Paige Sutherland/NHPR
Gov. Chris Sununu testifies in support of a measure to address the state's lack of mental health services.

New Hampshire lawmakers are trying to push through a last-minute effort this session to address the state’s ongoing shortage of treatment for those battling severe mental illness.

The proposal has the strong support of Governor Chris Sununu. So much so, that at its public hearing Tuesday, Sununu advocated for the measure himself, telling lawmakers that providing these additional services was "not a option but a mandate.”

“To be blunt about it, these problems could have and should have been addressed long ago and I can’t speak for previous administrations but I can tell you in my first 100 days here it has come to stark light to me just how in disarray our mental health system truly is,” Sununu told the Senate Health and Human Services Committee.
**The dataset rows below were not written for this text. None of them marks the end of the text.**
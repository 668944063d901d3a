// Copyright 2026 the Spiral3d Authors
// SPDX-License-Identifier: Apache-2.0 OR MIT

//! Normalized curvature profiles for transition spirals.
//!
//! A profile describes how curvature moves from its start value to its end
//! value as a function of the fraction `u` along the spiral. Everything is
//! normalized: the curvature fraction runs from 0 at `u = 0` to 1 at
//! `u = 1`, and the area is its integral from 0 to `u`.
//!
//! Each profile is symmetric about `u = 1/2`, so the area at `u = 1` is
//! exactly `1/2`. This is what makes a spiral's total sweep equal its length
//! times its average end curvature, regardless of profile.

use core::f64::consts::PI;
use core::fmt;
use core::str::FromStr;

use crate::SpiralError;

/// The closed family of curvature profiles, selected by name.
#[derive(Clone, Copy, Debug, Default, PartialEq, Eq, Hash)]
#[cfg_attr(feature = "serde", derive(serde::Serialize, serde::Deserialize))]
#[cfg_attr(feature = "serde", serde(rename_all = "lowercase"))]
pub enum SpiralType {
    /// Curvature linear in arc length: the Euler spiral.
    #[default]
    Clothoid,
    /// Cubic curvature `3u² − 2u³`, with zero curvature rate at both ends.
    Bloss,
    /// Two quadratic pieces meeting at the midpoint.
    Biquadratic,
    /// Linear curvature with a full sine wave subtracted.
    Sine,
    /// Half a cosine wave, `(1 − cos πu) / 2`.
    Cosine,
}

/// Name/variant pairs; lookup walks this table.
const REGISTRY: &[(&str, SpiralType)] = &[
    ("clothoid", SpiralType::Clothoid),
    ("bloss", SpiralType::Bloss),
    ("biquadratic", SpiralType::Biquadratic),
    ("sine", SpiralType::Sine),
    ("cosine", SpiralType::Cosine),
];

impl SpiralType {
    /// All supported profiles.
    pub const ALL: [SpiralType; 5] = [
        SpiralType::Clothoid,
        SpiralType::Bloss,
        SpiralType::Biquadratic,
        SpiralType::Sine,
        SpiralType::Cosine,
    ];

    /// Look up a profile by name, ignoring ASCII case.
    pub fn from_name(name: &str) -> Option<SpiralType> {
        REGISTRY
            .iter()
            .find(|(key, _)| key.eq_ignore_ascii_case(name))
            .map(|&(_, spiral_type)| spiral_type)
    }

    /// Resolve an optional name: `None` selects the clothoid.
    ///
    /// # Errors
    ///
    /// Returns [`SpiralError::UnsupportedSpiralType`] when the name matches
    /// no registered profile.
    pub fn from_optional_name(name: Option<&str>) -> Result<SpiralType, SpiralError> {
        match name {
            None => Ok(SpiralType::default()),
            Some(name) => {
                SpiralType::from_name(name).ok_or_else(|| SpiralError::unsupported_spiral_type(name))
            }
        }
    }

    /// The registry name.
    pub fn name(self) -> &'static str {
        match self {
            SpiralType::Clothoid => "clothoid",
            SpiralType::Bloss => "bloss",
            SpiralType::Biquadratic => "biquadratic",
            SpiralType::Sine => "sine",
            SpiralType::Cosine => "cosine",
        }
    }

    /// Integral of the curvature fraction from 0 to `u`.
    pub fn fraction_to_area(self, u: f64) -> f64 {
        match self {
            SpiralType::Clothoid => 0.5 * u * u,
            SpiralType::Bloss => u * u * u * (1.0 - 0.5 * u),
            SpiralType::Biquadratic => {
                if u <= 0.5 {
                    (2.0 / 3.0) * u * u * u
                } else {
                    let v = 1.0 - u;
                    u - 0.5 + (2.0 / 3.0) * v * v * v
                }
            }
            SpiralType::Sine => 0.5 * u * u + ((2.0 * PI * u).cos() - 1.0) / (4.0 * PI * PI),
            SpiralType::Cosine => 0.5 * (u - (PI * u).sin() / PI),
        }
    }

    /// The curvature fraction at `u`.
    pub fn fraction_to_curvature_fraction(self, u: f64) -> f64 {
        match self {
            SpiralType::Clothoid => u,
            SpiralType::Bloss => u * u * (3.0 - 2.0 * u),
            SpiralType::Biquadratic => {
                if u <= 0.5 {
                    2.0 * u * u
                } else {
                    let v = 1.0 - u;
                    1.0 - 2.0 * v * v
                }
            }
            SpiralType::Sine => u - (2.0 * PI * u).sin() / (2.0 * PI),
            SpiralType::Cosine => 0.5 * (1.0 - (PI * u).cos()),
        }
    }

    /// Derivative of the curvature fraction with respect to `u`.
    pub fn fraction_to_curvature_fraction_derivative(self, u: f64) -> f64 {
        match self {
            SpiralType::Clothoid => 1.0,
            SpiralType::Bloss => 6.0 * u * (1.0 - u),
            SpiralType::Biquadratic => {
                if u <= 0.5 {
                    4.0 * u
                } else {
                    4.0 * (1.0 - u)
                }
            }
            SpiralType::Sine => 1.0 - (2.0 * PI * u).cos(),
            SpiralType::Cosine => 0.5 * PI * (PI * u).sin(),
        }
    }
}

impl fmt::Display for SpiralType {
    fn fmt(&self, f: &mut fmt::Formatter<'_>) -> fmt::Result {
        f.write_str(self.name())
    }
}

impl FromStr for SpiralType {
    type Err = SpiralError;

    fn from_str(s: &str) -> Result<Self, Self::Err> {
        SpiralType::from_name(s).ok_or_else(|| SpiralError::unsupported_spiral_type(s))
    }
}
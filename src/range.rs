// Copyright 2026 the Spiral3d Authors
// SPDX-License-Identifier: Apache-2.0 OR MIT

//! Axis-aligned 3D ranges.

use nalgebra::Point3;

/// An axis-aligned box, accumulated from points.
///
/// The empty range has `low > high` on every axis, so that the first
/// [`Range3::union_pt`] makes it the single-point range.
#[derive(Clone, Copy, Debug, PartialEq)]
pub struct Range3 {
    /// Minimum corner.
    pub low: Point3<f64>,
    /// Maximum corner.
    pub high: Point3<f64>,
}

impl Default for Range3 {
    fn default() -> Self {
        Range3::empty()
    }
}

impl Range3 {
    /// The range containing no points.
    pub fn empty() -> Range3 {
        Range3 {
            low: Point3::new(f64::MAX, f64::MAX, f64::MAX),
            high: Point3::new(f64::MIN, f64::MIN, f64::MIN),
        }
    }

    /// The smallest range containing all the points.
    pub fn from_points<'a>(points: impl IntoIterator<Item = &'a Point3<f64>>) -> Range3 {
        points
            .into_iter()
            .fold(Range3::empty(), |range, p| range.union_pt(p))
    }

    /// True if no point has been added.
    #[inline]
    pub fn is_empty(&self) -> bool {
        self.low.x > self.high.x
    }

    /// Compute the union with one point.
    #[must_use]
    pub fn union_pt(&self, p: &Point3<f64>) -> Range3 {
        Range3 {
            low: self.low.inf(p),
            high: self.high.sup(p),
        }
    }

    /// Compute the union of two ranges.
    #[must_use]
    pub fn union(&self, other: &Range3) -> Range3 {
        Range3 {
            low: self.low.inf(&other.low),
            high: self.high.sup(&other.high),
        }
    }

    /// True if `p` is inside or on the boundary.
    pub fn contains(&self, p: &Point3<f64>) -> bool {
        (0..3).all(|i| self.low[i] <= p[i] && p[i] <= self.high[i])
    }

    /// The largest extent over the three axes, zero when empty.
    pub fn max_abs_extent(&self) -> f64 {
        if self.is_empty() {
            return 0.0;
        }
        (self.high - self.low).amax()
    }
}
impl TransitionSpiral {
    /// Create a spiral from its end radii and end bearings.
    ///
    /// The arc length is derived from the sweep and the average curvature.
    /// A radius of 0 means a straight tangent at that end.
    ///
    /// # Errors
    ///
    /// Fails for an unknown profile name, when the bearings turn against the
    /// sense of the curvature, or when the length cannot be derived (both
    /// radii 0 with a nonzero sweep, for example).
    pub fn from_radius_radius_bearing_bearing(
        spiral_type: Option<&str>,
        radius01: Segment1d,
        bearing01: AngleSweep,
        active_fraction_interval: Segment1d,
        local_to_world: Transform3,
    ) -> Result<TransitionSpiral, SpiralError> {
        let spiral_type = SpiralType::from_optional_name(spiral_type)?;
        let properties = TransitionConditionalProperties::new(
            Some(radius01.x0),
            Some(radius01.x1),
            Some(bearing01.start_angle()),
            Some(bearing01.end_angle()),
            None,
        );
        let resolved = properties.resolve()?;
        Ok(TransitionSpiral::new_unchecked(
            spiral_type,
            radius01,
            bearing01,
            active_fraction_interval,
            local_to_world,
            resolved.curve_length,
            None,
        ))
    }

    /// Create a spiral from four of the five defining properties.
    ///
    /// The missing one is solved for, and the given properties are retained
    /// as [`original_properties`](Self::original_properties).
    ///
    /// # Errors
    ///
    /// Fails for an unknown profile name, and wherever
    /// [`TransitionConditionalProperties::resolve`] fails.
    pub fn from_four_of_five(
        spiral_type: Option<&str>,
        properties: &TransitionConditionalProperties,
        active_fraction_interval: Segment1d,
        local_to_world: Transform3,
    ) -> Result<TransitionSpiral, SpiralError> {
        let spiral_type = SpiralType::from_optional_name(spiral_type)?;
        let resolved = properties.resolve()?;
        let mut spiral =
            TransitionSpiral::from_resolved(spiral_type, &resolved, active_fraction_interval, local_to_world);
        spiral.original_properties = Some(*properties);
        Ok(spiral)
    }

    /// Create a spiral from a complete property set.
    pub fn from_resolved(
        spiral_type: SpiralType,
        resolved: &ResolvedTransitionProperties,
        active_fraction_interval: Segment1d,
        local_to_world: Transform3,
    ) -> TransitionSpiral {
        TransitionSpiral::new_unchecked(
            spiral_type,
            resolved.radius01(),
            resolved.bearing01(),
            active_fraction_interval,
            local_to_world,
            resolved.curve_length,
            None,
        )
    }

    fn new_unchecked(
        spiral_type: SpiralType,
        radius01: Segment1d,
        bearing01: AngleSweep,
        active_fraction_interval: Segment1d,
        local_to_world: Transform3,
        arc_length01: f64,
        original_properties: Option<TransitionConditionalProperties>,
    ) -> TransitionSpiral {
        let mut spiral = TransitionSpiral {
            radius01,
            bearing01,
            curvature01: radius01.map(radius_to_curvature),
            active_fraction_interval,
            local_to_world,
            arc_length01,
            spiral_type,
            original_properties,
            global_strokes: Polyline::new(),
            active_strokes: ActiveStrokes::AliasesGlobal,
        };
        spiral.refresh_computed_properties();
        spiral
    }

    /// Recompute everything derived from the defining data.
    fn refresh_computed_properties(&mut self) {
        self.curvature01 = self.radius01.map(radius_to_curvature);

        let step = 1.0 / DEFAULT_STROKE_COUNT as f64;
        let mut xy = Vector2::zeros();
        let mut strokes = Polyline::new();
        strokes.push(Point3::origin());
        for i in 1..=DEFAULT_STROKE_COUNT {
            xy += self.full_spiral_incremental_integral((i - 1) as f64 * step, i as f64 * step);
            strokes.push(Point3::new(xy.x, xy.y, 0.0));
        }
        strokes.transform_in_place(&self.local_to_world);
        self.global_strokes = strokes;

        // The global strokes must be in place before this resampling.
        self.active_strokes = if self.active_fraction_interval.is_exact01() {
            ActiveStrokes::AliasesGlobal
        } else {
            ActiveStrokes::Independent(
                (0..=DEFAULT_STROKE_COUNT)
                    .map(|i| self.fraction_to_point(i as f64 * step))
                    .collect(),
            )
        };
        log::trace!(
            "refreshed {} spiral: length {}, curvature {:?}, active {:?}",
            self.spiral_type,
            self.arc_length01,
            self.curvature01,
            self.active_fraction_interval
        );
    }

    /// Local xy displacement from global fraction `fraction0` to `fraction1`,
    /// by one 5-point Gauss rule.
    fn full_spiral_incremental_integral(&self, fraction0: f64, fraction1: f64) -> Vector2<f64> {
        gauss_legendre_5(fraction0, fraction1)
            .into_iter()
            .fold(Vector2::zeros(), |sum, (fraction, weight)| {
                let (s, c) = self.global_fraction_to_bearing_radians(fraction).sin_cos();
                sum + Vector2::new(c, s) * (weight * self.arc_length01)
            })
    }

    #[expect(
        clippy::cast_possible_truncation,
        reason = "The cast saturates and the index is clamped to the cache size."
    )]
    fn global_fraction_to_point(&self, fraction: f64) -> Point3<f64> {
        // NaN truncates to index 0 and propagates through the integral.
        let index = ((fraction * DEFAULT_STROKE_COUNT as f64) as usize).min(DEFAULT_STROKE_COUNT);
        let anchor_fraction = index as f64 / DEFAULT_STROKE_COUNT as f64;
        let delta = self.full_spiral_incremental_integral(anchor_fraction, fraction);
        let anchor = self
            .global_strokes
            .get(index)
            .unwrap_or_else(|| self.local_to_world.origin());
        anchor + self.local_to_world.multiply_xy(delta.x, delta.y)
    }

    /// Map an active fraction to a global one, unclamped.
    #[inline]
    fn active_to_global(&self, fraction: f64) -> f64 {
        self.active_fraction_interval.fraction_to_point(fraction)
    }

    /// Derivative of arc length with respect to active fraction, signed.
    #[inline]
    fn signed_fraction_scale(&self) -> f64 {
        self.arc_length01 * self.active_fraction_interval.signed_delta()
    }

    /// The global fraction where the curvature changes sign, if it does.
    ///
    /// Every profile is monotone, so there is at most one such fraction.
    fn global_inflection_fraction(&self) -> Option<f64> {
        let k0 = self.curvature01.x0;
        if !(k0 * self.curvature01.x1 < 0.0) {
            return None;
        }
        let (mut low, mut high) = (0.0, 1.0);
        for _ in 0..60 {
            let mid = 0.5 * (low + high);
            if self.global_fraction_to_curvature(mid) * k0 > 0.0 {
                low = mid;
            } else {
                high = mid;
            }
        }
        Some(0.5 * (low + high))
    }

    /// Total absolute turning over the active interval.
    ///
    /// Across an inflection the bearing turns back, so the two sides are
    /// summed rather than netted.
    fn active_turning_radians(&self) -> f64 {
        let global0 = self.active_fraction_interval.x0;
        let global1 = self.active_fraction_interval.x1;
        let bearing0 = self.global_fraction_to_bearing_radians(global0);
        let bearing1 = self.global_fraction_to_bearing_radians(global1);
        match self.global_inflection_fraction() {
            Some(inflection) if (global0 - inflection) * (global1 - inflection) < 0.0 => {
                let turn = self.global_fraction_to_bearing_radians(inflection);
                (turn - bearing0).abs() + (bearing1 - turn).abs()
            }
            _ => (bearing1 - bearing0).abs(),
        }
    }

    /// Bearing at a global fraction of the full spiral.
    pub fn global_fraction_to_bearing_radians(&self, fraction: f64) -> f64 {
        let k0 = self.curvature01.x0;
        let dk = self.curvature01.signed_delta();
        let length = self.arc_length01;
        self.bearing01.start_radians()
            + self.spiral_type.fraction_to_area(fraction) * length * dk
            + fraction * k0 * length
    }

    /// Curvature at a global fraction of the full spiral.
    pub fn global_fraction_to_curvature(&self, fraction: f64) -> f64 {
        self.curvature01.x0
            + self.spiral_type.fraction_to_curvature_fraction(fraction) * self.curvature01.signed_delta()
    }

    /// Bearing at a fraction of the active interval.
    pub fn fraction_to_bearing_radians(&self, fraction: f64) -> f64 {
        self.global_fraction_to_bearing_radians(self.active_to_global(fraction))
    }

    /// Curvature at a fraction of the active interval.
    pub fn fraction_to_curvature(&self, fraction: f64) -> f64 {
        self.global_fraction_to_curvature(self.active_to_global(fraction))
    }

    /// Arc length between two active fractions.
    pub fn curve_length_between_fractions(&self, fraction0: f64, fraction1: f64) -> f64 {
        (self.signed_fraction_scale() * (fraction1 - fraction0)).abs()
    }

    /// A new spiral that is the part of this one between two active
    /// fractions.
    ///
    /// `fraction1 < fraction0` gives a reversed part.
    #[must_use]
    pub fn clone_partial_curve(&self, fraction0: f64, fraction1: f64) -> TransitionSpiral {
        let mut partial = self.clone();
        partial.active_fraction_interval = self.active_fraction_interval.sub_segment(fraction0, fraction1);
        partial.refresh_computed_properties();
        partial
    }

    /// The curvature profile.
    #[inline]
    pub fn spiral_type(&self) -> SpiralType {
        self.spiral_type
    }

    /// Radii at the two ends of the full spiral.
    #[inline]
    pub fn radius01(&self) -> Segment1d {
        self.radius01
    }

    /// Bearings at the two ends of the full spiral.
    #[inline]
    pub fn bearing01(&self) -> AngleSweep {
        self.bearing01
    }

    /// Curvatures at the two ends of the full spiral.
    #[inline]
    pub fn curvature01(&self) -> Segment1d {
        self.curvature01
    }

    /// The part of the full spiral that is the curve.
    #[inline]
    pub fn active_fraction_interval(&self) -> Segment1d {
        self.active_fraction_interval
    }

    /// The placement.
    #[inline]
    pub fn local_to_world(&self) -> &Transform3 {
        &self.local_to_world
    }

    /// Arc length of the full spiral.
    #[inline]
    pub fn arc_length01(&self) -> f64 {
        self.arc_length01
    }

    /// The properties given at construction, if built from four of five,
    /// scaled along with the spiral.
    #[inline]
    pub fn original_properties(&self) -> Option<&TransitionConditionalProperties> {
        self.original_properties.as_ref()
    }

    /// Strokes of the full spiral, in world coordinates.
    #[inline]
    pub fn global_strokes(&self) -> &Polyline {
        &self.global_strokes
    }

    /// Strokes of the active part, in world coordinates.
    #[inline]
    pub fn active_strokes(&self) -> &Polyline {
        self.active_strokes.resolve(&self.global_strokes)
    }

    /// True when the active strokes are the global strokes.
    #[inline]
    pub fn active_strokes_are_global(&self) -> bool {
        self.active_strokes.is_aliased()
    }
}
On average 45 people a day in New Hampshire are waiting for inpatient psychiatric care. The measure calls for20 new beds for those with severe mental illness as well as 40 new transitional beds in the community and an additional mobile crisis unit.

"As I've said before it's wrong medically, it's wrong legally, it's wrong ethically, it's wrong morally and it's wrong economically. And it's time we move forward to do something about it," said Ken Norton of NAMI NH.

But in a fiscally conservative state, passing these initiatives tends to come down to money. And currently, the bill does not have an exact dollar amount on how much these new services would cost.

When asked about the financials, Sununu told committee members, "Dollars cannot get in the way of quality services and quality outcomes in mental health."

Ken Norton, the Executive Director of New Hampshire’s chapter of the National Alliance on Mental Illness, says addressing the state's lack of care is long overdue.

“As I’ve said before, it's wrong medically, it’s wrong legally, it’s wrong ethically, it’s wrong morally and it’s wrong economically. And it’s time we move forward to do something about it,” said Norton, who helped craft this legislation.

Those who also spoke in favor of the bill included the state's Health and Human Services Commissioner as well as the President of the New Hampshire Hospital Association.